* Task instructions
What you return must be the lines of the data that hold the word "ColorSpaceKHR".

* Provided data
--- START ---

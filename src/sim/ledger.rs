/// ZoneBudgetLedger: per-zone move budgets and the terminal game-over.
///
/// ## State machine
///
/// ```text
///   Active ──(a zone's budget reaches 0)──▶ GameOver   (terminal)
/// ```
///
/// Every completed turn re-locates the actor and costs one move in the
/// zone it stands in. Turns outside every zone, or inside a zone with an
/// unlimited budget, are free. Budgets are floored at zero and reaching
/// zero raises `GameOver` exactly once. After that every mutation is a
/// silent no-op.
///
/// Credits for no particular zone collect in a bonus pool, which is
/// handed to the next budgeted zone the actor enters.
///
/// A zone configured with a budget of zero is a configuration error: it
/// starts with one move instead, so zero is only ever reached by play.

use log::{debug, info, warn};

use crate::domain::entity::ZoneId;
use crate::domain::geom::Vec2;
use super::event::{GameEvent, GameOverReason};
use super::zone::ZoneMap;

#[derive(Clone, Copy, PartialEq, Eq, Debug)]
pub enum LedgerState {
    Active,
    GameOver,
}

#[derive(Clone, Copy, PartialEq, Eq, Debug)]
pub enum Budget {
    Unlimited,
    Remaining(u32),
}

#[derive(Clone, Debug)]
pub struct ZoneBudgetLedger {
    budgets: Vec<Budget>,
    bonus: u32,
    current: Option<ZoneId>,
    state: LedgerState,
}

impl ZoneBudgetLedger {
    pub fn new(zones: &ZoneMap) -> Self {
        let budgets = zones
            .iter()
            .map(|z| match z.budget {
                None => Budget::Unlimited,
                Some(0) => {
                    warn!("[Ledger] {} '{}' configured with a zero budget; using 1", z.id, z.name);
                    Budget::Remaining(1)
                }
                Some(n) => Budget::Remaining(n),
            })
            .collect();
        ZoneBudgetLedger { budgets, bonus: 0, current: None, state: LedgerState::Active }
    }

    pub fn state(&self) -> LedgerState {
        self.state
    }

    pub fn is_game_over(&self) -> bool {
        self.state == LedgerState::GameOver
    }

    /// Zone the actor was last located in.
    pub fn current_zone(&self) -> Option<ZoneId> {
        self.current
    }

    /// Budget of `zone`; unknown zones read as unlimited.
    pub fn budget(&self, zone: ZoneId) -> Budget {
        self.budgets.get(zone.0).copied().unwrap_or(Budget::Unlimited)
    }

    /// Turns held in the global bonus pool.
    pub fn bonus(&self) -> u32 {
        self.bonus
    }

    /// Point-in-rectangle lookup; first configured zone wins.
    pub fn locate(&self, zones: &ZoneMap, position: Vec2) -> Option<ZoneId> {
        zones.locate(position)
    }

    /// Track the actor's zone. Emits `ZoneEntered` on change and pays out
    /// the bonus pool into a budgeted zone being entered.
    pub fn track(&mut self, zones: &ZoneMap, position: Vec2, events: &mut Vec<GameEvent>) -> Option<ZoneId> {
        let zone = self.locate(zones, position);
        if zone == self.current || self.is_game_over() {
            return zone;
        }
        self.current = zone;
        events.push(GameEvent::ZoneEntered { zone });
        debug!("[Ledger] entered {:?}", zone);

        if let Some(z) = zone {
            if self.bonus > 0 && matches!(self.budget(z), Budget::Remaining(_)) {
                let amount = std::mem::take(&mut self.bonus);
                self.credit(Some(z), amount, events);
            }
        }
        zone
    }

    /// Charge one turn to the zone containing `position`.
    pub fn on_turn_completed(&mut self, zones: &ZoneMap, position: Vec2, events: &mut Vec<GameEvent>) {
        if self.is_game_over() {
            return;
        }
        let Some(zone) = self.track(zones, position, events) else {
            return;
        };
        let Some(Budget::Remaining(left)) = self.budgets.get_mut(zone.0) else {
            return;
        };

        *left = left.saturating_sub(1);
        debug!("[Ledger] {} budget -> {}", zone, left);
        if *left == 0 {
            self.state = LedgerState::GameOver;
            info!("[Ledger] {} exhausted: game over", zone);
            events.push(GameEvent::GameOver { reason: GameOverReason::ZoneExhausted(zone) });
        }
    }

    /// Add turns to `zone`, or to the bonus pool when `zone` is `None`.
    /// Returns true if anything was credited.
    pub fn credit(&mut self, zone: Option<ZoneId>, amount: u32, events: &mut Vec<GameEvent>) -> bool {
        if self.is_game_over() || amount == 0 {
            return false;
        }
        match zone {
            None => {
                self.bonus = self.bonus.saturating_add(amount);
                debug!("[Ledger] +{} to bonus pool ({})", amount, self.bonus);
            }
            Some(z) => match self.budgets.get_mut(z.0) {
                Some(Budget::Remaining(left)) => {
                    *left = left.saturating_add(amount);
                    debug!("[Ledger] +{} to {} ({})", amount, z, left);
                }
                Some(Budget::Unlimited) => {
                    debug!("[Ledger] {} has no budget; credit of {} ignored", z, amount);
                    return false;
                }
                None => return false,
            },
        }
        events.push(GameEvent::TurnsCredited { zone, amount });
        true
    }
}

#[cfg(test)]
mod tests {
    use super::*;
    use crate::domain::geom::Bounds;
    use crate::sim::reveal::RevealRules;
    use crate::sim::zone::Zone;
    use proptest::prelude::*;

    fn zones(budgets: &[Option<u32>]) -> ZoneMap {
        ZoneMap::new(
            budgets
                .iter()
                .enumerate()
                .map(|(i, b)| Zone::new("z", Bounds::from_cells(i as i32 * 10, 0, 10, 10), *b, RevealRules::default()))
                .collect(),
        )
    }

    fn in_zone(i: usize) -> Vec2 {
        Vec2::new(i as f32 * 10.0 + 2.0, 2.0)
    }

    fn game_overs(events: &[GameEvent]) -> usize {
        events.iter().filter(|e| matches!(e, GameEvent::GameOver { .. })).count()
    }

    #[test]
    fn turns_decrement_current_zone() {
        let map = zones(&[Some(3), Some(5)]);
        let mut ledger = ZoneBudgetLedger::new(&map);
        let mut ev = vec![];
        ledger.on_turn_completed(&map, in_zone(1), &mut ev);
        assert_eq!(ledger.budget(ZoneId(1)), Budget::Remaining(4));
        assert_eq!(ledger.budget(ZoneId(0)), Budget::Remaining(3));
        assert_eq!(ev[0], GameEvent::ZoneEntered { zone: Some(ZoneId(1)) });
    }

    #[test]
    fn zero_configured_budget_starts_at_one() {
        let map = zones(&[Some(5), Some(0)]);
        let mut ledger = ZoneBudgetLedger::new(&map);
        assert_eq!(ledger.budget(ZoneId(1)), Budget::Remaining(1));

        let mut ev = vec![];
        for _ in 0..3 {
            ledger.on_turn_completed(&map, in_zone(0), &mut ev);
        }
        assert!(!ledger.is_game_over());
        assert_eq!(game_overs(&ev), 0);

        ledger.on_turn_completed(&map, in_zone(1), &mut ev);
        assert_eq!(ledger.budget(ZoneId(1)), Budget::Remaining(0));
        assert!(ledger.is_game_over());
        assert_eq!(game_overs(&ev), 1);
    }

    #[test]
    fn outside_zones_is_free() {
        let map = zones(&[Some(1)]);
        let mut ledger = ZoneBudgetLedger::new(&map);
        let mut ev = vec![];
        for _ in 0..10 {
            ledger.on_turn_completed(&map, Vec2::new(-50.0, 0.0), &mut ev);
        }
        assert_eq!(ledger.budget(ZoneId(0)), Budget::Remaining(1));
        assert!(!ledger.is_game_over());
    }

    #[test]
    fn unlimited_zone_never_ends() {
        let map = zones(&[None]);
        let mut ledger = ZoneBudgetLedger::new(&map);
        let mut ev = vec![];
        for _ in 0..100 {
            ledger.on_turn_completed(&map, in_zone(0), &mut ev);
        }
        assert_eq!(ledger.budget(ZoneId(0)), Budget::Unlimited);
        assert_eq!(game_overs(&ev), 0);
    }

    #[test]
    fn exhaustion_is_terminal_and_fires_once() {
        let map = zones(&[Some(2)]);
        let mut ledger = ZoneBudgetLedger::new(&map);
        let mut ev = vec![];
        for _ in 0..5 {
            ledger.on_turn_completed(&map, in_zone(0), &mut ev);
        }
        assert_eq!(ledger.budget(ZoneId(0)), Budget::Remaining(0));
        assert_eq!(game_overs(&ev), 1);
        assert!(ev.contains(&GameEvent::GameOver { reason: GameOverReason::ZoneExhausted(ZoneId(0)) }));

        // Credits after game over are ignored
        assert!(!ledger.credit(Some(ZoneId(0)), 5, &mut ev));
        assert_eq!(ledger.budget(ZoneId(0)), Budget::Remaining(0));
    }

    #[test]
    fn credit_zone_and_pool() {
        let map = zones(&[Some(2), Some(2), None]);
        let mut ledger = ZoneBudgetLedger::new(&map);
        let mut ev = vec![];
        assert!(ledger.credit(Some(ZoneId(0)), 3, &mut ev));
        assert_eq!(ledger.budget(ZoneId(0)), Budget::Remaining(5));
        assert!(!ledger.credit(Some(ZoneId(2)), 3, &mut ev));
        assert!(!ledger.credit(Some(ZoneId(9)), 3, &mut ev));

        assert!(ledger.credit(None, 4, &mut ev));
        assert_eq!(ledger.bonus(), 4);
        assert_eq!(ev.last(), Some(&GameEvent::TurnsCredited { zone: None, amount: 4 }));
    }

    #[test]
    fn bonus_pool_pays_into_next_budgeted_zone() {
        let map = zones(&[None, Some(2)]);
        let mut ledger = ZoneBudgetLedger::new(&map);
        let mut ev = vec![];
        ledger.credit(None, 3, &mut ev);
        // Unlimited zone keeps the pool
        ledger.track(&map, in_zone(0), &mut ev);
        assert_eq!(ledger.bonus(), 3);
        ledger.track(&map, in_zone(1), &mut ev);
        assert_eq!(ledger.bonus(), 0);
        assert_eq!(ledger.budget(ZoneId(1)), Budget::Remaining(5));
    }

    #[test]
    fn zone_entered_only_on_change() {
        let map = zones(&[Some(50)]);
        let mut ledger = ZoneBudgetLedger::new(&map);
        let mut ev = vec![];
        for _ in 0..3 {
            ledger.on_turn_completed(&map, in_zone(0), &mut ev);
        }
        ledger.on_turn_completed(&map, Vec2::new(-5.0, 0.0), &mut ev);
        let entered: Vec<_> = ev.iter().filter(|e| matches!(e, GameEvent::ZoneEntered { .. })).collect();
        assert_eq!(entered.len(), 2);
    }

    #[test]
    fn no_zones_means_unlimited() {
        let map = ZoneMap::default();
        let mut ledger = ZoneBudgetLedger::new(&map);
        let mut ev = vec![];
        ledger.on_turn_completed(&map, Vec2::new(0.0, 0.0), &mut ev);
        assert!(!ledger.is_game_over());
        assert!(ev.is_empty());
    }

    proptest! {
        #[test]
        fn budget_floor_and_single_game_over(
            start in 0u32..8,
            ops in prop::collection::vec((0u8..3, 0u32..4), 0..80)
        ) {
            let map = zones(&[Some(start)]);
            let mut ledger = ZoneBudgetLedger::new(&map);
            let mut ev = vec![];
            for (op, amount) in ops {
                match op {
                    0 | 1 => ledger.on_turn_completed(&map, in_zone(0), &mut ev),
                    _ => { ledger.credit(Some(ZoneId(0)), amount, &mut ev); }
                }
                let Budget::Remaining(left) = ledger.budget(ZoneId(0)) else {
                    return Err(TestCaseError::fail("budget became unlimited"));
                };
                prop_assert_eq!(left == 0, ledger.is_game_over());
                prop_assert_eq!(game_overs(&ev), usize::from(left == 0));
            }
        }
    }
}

--- END ---
--- START ---

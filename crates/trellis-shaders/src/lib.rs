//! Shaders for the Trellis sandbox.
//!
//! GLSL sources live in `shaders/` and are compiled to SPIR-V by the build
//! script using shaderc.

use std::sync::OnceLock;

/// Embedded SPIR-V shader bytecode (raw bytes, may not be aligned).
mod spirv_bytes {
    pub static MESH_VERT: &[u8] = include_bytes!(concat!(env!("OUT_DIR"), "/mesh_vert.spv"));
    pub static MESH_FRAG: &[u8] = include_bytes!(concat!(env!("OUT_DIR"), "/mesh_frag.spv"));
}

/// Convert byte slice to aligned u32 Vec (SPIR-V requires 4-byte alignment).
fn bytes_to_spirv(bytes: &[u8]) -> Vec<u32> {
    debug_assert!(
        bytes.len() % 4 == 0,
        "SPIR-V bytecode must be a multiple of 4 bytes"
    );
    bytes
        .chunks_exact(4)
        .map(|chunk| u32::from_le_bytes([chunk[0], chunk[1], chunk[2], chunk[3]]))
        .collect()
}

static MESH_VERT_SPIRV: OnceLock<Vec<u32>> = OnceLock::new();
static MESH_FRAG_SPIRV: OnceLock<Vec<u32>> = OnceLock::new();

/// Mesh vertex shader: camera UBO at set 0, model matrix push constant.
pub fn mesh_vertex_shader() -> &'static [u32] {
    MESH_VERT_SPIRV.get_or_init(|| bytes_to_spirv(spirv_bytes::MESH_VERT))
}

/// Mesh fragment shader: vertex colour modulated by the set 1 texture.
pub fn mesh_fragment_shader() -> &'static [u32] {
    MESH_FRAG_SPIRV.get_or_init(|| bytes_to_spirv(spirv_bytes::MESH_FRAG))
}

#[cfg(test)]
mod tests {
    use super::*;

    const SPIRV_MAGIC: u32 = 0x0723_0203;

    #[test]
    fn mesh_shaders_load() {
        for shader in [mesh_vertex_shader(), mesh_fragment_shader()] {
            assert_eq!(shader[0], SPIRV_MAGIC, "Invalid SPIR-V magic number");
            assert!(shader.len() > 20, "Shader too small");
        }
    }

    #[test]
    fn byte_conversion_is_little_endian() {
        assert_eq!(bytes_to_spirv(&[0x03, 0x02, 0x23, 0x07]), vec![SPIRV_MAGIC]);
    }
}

--- END ---
--- START ---

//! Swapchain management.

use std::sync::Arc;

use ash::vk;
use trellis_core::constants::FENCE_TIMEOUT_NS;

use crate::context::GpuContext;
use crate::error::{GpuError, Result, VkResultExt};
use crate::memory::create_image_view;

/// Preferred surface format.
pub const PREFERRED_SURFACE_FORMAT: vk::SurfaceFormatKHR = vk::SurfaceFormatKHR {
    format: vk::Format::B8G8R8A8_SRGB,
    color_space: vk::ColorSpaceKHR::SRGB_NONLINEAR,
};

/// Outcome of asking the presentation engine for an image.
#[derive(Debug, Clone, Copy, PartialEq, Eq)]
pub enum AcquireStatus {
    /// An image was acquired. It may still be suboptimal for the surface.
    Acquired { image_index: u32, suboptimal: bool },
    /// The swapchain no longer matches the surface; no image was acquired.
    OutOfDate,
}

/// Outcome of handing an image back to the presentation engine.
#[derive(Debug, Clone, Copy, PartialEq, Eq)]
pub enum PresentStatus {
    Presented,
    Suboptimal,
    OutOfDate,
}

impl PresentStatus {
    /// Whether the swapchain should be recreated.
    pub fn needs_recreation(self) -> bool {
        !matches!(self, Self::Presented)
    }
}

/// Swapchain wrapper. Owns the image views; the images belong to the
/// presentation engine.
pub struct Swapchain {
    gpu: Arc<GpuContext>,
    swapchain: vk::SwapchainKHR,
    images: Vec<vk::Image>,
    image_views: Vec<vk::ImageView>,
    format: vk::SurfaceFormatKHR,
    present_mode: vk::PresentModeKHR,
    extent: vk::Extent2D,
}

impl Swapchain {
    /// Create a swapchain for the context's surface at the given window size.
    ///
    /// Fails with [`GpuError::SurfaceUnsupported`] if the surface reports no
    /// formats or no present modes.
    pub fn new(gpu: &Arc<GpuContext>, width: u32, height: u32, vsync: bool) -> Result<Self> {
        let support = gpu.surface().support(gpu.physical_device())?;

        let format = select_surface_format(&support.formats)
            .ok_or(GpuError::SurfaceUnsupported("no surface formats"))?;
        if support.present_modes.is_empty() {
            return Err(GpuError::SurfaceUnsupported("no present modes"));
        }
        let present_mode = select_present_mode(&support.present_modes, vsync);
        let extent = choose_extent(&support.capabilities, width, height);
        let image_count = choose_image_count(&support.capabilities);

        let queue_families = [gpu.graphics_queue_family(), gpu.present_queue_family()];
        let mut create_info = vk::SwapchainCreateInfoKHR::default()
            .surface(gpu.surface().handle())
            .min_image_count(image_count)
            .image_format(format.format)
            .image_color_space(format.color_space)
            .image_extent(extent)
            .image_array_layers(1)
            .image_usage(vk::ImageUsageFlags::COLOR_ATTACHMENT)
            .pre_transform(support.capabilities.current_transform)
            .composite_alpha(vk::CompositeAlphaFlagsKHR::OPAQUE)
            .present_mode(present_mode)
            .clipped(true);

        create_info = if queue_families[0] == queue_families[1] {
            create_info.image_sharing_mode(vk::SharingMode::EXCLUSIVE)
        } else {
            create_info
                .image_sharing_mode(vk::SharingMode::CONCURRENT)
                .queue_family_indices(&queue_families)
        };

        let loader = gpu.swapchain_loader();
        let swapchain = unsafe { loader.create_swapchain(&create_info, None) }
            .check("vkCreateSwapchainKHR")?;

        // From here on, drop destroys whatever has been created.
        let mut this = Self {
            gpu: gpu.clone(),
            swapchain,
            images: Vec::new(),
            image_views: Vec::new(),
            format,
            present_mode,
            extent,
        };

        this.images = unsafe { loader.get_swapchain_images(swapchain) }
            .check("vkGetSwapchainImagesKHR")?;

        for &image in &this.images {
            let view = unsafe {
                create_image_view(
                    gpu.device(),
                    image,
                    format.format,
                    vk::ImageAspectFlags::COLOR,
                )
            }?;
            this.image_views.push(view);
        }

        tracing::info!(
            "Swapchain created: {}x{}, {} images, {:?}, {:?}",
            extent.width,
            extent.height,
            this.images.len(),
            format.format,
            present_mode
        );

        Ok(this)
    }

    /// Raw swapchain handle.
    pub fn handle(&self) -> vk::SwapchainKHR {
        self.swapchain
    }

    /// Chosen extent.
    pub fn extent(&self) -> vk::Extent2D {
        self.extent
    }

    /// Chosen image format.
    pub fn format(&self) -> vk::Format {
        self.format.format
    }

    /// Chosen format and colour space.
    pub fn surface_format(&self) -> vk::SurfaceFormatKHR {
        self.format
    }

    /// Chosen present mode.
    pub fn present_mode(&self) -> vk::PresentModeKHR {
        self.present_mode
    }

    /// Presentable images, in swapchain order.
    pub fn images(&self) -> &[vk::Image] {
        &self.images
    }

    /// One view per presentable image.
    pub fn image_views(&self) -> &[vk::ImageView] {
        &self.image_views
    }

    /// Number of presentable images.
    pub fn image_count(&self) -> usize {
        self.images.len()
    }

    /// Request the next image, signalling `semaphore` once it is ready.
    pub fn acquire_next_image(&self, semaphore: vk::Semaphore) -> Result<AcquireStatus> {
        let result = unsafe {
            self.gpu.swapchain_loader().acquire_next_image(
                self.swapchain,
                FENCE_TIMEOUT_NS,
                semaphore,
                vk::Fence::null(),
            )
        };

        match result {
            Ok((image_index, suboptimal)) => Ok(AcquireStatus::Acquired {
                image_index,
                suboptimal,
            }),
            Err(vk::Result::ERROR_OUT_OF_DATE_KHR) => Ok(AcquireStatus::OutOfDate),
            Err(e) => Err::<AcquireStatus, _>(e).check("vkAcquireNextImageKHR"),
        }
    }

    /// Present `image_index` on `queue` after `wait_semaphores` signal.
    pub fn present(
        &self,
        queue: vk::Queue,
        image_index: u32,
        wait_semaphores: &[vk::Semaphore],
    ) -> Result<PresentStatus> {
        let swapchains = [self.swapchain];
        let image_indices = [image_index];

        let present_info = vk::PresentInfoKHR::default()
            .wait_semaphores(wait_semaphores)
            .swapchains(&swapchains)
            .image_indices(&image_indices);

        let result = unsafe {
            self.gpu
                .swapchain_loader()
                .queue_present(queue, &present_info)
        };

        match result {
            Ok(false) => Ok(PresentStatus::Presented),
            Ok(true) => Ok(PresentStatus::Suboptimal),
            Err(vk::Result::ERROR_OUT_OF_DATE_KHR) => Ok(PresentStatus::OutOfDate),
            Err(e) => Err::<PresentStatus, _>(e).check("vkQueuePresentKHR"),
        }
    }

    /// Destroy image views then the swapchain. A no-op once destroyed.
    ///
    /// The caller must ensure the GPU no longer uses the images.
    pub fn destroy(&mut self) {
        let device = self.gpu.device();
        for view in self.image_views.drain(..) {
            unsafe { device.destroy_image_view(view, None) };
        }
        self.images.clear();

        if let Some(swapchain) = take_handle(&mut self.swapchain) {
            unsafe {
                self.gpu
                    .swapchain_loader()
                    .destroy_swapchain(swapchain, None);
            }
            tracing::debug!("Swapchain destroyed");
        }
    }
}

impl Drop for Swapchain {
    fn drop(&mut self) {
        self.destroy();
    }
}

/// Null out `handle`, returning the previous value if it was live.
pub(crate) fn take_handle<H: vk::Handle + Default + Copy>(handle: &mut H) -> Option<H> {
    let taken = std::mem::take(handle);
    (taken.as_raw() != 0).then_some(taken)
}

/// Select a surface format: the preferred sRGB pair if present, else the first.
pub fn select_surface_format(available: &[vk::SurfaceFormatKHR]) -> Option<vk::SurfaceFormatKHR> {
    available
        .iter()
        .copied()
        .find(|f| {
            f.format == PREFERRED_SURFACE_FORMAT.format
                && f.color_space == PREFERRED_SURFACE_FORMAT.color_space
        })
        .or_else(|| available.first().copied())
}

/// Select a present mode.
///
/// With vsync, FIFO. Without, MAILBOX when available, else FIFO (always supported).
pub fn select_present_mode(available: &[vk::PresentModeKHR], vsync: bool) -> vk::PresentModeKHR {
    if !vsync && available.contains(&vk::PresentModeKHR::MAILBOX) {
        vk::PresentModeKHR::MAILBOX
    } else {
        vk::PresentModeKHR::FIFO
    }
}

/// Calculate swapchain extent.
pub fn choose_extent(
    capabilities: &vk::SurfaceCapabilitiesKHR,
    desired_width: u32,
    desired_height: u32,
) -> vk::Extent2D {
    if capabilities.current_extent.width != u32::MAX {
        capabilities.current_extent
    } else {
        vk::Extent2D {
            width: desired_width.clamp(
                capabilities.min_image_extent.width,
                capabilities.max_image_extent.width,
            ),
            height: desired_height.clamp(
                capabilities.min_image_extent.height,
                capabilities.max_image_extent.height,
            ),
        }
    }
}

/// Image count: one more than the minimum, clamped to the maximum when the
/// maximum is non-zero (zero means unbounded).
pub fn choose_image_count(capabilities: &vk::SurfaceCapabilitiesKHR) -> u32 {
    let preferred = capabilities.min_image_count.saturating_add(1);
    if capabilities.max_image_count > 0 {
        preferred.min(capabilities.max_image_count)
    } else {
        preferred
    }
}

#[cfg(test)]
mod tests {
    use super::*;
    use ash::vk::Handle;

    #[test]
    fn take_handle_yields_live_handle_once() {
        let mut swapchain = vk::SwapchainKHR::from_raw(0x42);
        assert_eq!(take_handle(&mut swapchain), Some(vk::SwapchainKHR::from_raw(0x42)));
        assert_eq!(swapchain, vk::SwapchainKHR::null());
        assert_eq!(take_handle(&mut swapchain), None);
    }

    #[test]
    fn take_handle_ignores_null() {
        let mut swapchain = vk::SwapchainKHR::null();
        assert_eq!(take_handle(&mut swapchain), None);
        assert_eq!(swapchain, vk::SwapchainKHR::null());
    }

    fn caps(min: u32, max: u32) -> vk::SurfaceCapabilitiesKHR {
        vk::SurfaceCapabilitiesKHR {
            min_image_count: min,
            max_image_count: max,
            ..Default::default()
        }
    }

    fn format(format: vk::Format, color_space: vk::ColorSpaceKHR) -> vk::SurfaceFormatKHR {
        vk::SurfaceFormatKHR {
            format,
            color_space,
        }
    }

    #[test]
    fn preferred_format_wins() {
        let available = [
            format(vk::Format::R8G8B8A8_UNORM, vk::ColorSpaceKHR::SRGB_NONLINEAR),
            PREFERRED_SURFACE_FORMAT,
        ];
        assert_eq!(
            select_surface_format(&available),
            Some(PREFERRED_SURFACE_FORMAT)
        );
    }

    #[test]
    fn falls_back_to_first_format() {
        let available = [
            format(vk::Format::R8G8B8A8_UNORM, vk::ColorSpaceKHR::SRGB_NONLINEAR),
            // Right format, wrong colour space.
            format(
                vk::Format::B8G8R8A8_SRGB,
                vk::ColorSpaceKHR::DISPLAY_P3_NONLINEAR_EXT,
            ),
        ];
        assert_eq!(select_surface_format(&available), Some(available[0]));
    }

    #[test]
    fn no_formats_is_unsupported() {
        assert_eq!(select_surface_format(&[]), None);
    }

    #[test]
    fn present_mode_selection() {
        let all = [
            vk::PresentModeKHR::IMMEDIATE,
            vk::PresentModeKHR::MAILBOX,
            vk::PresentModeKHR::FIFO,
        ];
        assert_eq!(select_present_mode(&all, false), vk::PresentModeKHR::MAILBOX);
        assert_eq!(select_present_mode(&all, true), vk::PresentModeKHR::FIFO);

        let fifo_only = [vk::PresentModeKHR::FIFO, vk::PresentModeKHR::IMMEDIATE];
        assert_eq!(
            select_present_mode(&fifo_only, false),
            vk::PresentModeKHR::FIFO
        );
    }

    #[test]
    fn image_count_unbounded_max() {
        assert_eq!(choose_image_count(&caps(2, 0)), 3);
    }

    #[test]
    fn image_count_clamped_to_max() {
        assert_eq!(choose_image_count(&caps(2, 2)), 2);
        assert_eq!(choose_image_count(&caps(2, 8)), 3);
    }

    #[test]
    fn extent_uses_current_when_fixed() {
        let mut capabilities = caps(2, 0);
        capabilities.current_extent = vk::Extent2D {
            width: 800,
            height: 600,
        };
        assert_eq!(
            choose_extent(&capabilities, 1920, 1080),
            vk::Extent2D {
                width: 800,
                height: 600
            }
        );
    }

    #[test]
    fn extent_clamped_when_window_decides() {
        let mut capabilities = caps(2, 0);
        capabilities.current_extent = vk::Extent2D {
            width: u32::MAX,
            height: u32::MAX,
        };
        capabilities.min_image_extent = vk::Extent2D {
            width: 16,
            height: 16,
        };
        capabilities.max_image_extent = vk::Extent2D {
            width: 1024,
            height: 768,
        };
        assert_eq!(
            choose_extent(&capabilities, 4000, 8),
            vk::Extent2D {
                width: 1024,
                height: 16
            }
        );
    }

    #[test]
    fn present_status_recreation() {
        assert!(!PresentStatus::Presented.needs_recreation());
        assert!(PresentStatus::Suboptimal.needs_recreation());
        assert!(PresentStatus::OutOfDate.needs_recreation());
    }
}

--- END ---

* Output below
    color_space: vk::ColorSpaceKHR::SRGB_NONLINEAR,
    fn format(format: vk::Format, color_space: vk::ColorSpaceKHR) -> vk::SurfaceFormatKHR {
            format(vk::Format::R8G8B8A8_UNORM, vk::ColorSpaceKHR::SRGB_NONLINEAR),
            format(vk::Format::R8G8B8A8_UNORM, vk::ColorSpaceKHR::SRGB_NONLINEAR),
                vk::ColorSpaceKHR::DISPLAY_P3_NONLINEAR_EXT,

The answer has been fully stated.